- Raw data -
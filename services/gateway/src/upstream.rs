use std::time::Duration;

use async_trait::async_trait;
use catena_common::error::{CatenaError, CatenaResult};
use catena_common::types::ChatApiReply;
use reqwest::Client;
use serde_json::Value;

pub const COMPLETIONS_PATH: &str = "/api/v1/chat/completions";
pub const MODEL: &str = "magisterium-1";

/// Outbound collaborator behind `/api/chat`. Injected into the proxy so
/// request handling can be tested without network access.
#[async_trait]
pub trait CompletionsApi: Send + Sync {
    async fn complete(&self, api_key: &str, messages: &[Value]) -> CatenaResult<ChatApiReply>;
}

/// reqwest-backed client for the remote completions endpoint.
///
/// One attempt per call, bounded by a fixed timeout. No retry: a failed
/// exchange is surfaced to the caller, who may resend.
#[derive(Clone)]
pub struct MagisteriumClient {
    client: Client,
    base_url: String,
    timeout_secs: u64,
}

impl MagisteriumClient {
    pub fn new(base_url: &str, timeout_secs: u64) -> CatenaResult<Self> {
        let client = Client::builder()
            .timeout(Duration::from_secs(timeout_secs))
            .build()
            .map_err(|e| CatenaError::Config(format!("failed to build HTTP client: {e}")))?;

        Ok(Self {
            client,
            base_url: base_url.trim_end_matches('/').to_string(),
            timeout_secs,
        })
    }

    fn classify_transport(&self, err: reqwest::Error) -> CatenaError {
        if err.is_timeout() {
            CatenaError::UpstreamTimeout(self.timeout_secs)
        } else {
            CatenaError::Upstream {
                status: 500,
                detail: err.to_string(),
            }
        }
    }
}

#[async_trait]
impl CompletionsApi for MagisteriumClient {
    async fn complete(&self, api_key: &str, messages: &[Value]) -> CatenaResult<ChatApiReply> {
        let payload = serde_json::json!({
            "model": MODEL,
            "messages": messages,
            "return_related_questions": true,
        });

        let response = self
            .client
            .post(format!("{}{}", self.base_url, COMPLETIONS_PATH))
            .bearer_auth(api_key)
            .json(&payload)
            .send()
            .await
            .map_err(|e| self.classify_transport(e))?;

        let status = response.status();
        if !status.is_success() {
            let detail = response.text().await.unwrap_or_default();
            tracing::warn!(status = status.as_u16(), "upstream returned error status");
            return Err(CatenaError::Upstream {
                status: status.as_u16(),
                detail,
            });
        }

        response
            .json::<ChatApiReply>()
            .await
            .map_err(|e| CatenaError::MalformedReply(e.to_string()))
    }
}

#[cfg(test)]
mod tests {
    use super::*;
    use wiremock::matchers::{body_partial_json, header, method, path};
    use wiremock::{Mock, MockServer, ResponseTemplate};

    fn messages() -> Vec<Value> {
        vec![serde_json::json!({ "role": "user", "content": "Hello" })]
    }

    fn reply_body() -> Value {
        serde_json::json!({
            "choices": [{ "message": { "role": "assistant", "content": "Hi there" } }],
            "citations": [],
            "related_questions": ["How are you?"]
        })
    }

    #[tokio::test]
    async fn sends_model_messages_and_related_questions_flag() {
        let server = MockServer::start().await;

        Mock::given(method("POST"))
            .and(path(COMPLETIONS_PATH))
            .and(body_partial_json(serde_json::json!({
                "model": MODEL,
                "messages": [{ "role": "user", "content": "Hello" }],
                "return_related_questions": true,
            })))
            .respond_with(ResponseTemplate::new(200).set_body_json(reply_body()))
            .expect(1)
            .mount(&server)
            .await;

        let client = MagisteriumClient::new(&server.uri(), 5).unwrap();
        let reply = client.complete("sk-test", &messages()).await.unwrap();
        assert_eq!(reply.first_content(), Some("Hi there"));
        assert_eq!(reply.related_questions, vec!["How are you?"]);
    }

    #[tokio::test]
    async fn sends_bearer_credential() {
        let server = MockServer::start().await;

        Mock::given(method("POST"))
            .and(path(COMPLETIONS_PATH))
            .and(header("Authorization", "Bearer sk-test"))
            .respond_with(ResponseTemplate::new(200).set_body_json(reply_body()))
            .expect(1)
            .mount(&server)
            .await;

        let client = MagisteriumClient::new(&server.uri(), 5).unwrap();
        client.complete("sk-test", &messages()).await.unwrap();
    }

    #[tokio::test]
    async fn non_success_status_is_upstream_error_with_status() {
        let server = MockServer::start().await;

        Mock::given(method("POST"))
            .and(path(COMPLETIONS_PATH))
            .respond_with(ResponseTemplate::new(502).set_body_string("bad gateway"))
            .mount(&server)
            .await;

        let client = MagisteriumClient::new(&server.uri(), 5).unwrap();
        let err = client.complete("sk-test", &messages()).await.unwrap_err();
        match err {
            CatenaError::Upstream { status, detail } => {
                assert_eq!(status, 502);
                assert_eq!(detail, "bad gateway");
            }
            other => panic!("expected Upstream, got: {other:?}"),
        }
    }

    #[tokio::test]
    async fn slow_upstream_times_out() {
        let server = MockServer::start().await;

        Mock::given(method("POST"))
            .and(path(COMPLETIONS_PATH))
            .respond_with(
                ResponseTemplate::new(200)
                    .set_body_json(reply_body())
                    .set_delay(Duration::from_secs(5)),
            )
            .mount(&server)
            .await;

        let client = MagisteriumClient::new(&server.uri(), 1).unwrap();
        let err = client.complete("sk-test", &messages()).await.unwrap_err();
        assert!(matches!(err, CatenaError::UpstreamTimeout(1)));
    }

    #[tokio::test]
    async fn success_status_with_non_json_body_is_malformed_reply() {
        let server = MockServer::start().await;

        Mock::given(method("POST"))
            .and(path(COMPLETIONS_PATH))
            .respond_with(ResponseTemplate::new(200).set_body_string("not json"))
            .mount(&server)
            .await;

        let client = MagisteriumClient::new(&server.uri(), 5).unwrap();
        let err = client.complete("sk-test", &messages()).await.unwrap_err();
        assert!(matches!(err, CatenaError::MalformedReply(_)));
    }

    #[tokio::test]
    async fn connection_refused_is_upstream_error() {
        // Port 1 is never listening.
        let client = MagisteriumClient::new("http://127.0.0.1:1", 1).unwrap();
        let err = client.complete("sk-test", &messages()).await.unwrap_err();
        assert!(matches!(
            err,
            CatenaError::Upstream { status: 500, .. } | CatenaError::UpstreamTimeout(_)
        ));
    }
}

==

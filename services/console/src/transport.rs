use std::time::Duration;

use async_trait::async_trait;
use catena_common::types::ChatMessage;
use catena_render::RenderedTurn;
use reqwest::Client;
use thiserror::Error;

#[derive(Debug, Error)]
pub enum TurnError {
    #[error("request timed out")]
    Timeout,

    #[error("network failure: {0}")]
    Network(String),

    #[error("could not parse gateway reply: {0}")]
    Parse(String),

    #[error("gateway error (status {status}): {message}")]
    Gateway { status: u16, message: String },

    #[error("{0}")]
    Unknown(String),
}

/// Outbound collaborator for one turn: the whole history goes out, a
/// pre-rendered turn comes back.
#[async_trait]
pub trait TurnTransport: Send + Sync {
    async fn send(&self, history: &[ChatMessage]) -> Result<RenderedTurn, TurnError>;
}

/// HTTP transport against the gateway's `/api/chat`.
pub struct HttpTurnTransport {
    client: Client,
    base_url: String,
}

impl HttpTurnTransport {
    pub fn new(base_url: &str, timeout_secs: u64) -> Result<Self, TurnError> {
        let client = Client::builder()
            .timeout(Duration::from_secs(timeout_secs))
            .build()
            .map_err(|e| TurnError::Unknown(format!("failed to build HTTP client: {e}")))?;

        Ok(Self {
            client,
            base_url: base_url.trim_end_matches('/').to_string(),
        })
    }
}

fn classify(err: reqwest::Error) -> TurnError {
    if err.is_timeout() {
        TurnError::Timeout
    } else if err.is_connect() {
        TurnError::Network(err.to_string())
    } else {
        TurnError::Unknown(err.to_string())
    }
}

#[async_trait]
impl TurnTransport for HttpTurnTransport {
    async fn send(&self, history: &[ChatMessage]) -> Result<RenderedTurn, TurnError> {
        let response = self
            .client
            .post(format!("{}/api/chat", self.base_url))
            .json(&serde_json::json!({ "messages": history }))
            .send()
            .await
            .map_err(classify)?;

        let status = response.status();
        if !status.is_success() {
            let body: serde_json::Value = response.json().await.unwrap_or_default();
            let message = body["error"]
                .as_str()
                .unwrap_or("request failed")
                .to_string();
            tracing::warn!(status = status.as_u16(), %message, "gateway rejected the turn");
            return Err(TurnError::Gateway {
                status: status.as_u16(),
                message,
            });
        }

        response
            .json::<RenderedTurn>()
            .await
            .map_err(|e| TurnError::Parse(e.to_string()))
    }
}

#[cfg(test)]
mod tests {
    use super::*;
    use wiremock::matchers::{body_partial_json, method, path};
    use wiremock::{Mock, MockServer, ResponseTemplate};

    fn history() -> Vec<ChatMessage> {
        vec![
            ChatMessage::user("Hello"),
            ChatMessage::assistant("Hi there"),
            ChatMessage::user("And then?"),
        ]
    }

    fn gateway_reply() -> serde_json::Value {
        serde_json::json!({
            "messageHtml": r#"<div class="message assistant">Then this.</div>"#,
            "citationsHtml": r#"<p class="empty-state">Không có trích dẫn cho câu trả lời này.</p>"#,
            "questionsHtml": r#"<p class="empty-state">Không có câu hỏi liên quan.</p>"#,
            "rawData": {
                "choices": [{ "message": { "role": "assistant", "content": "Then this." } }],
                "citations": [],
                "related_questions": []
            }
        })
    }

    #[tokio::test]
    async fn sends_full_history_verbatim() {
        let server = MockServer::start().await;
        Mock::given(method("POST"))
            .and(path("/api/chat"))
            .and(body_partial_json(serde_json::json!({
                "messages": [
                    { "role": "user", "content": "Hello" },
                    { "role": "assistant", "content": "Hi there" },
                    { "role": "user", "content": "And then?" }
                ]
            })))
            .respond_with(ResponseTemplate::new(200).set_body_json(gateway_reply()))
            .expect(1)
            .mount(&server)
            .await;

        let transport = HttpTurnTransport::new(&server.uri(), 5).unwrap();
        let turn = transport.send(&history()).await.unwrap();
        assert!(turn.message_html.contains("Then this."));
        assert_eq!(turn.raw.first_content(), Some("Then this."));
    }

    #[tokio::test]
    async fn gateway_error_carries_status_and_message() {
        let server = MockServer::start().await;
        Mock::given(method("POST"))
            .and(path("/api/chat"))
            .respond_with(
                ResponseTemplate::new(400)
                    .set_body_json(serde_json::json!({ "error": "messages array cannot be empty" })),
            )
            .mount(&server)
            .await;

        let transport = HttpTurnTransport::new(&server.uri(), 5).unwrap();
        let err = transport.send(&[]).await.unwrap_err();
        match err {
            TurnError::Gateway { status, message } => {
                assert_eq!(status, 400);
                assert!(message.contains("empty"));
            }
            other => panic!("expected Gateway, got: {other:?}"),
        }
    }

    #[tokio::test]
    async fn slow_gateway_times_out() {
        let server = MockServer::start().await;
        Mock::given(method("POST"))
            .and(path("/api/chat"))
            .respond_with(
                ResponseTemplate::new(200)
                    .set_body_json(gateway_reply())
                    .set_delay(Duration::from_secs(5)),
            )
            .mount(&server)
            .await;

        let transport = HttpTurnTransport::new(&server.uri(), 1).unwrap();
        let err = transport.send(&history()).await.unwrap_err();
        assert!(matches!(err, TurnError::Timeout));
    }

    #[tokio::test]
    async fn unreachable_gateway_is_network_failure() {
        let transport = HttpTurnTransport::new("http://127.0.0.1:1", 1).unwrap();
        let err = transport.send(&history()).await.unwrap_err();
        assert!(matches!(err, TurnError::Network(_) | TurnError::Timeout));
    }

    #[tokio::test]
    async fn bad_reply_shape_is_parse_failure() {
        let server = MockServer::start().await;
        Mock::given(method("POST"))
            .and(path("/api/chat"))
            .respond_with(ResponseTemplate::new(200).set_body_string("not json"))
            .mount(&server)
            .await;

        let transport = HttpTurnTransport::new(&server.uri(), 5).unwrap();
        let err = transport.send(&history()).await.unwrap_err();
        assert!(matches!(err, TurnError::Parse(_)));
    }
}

- Aim of the exercise -
From the listing above, copy every line that includes the word "reqwest".

- Answer to this problem -
use reqwest::Client;
/// reqwest-backed client for the remote completions endpoint.
    fn classify_transport(&self, err: reqwest::Error) -> CatenaError {
use reqwest::Client;
fn classify(err: reqwest::Error) -> TurnError {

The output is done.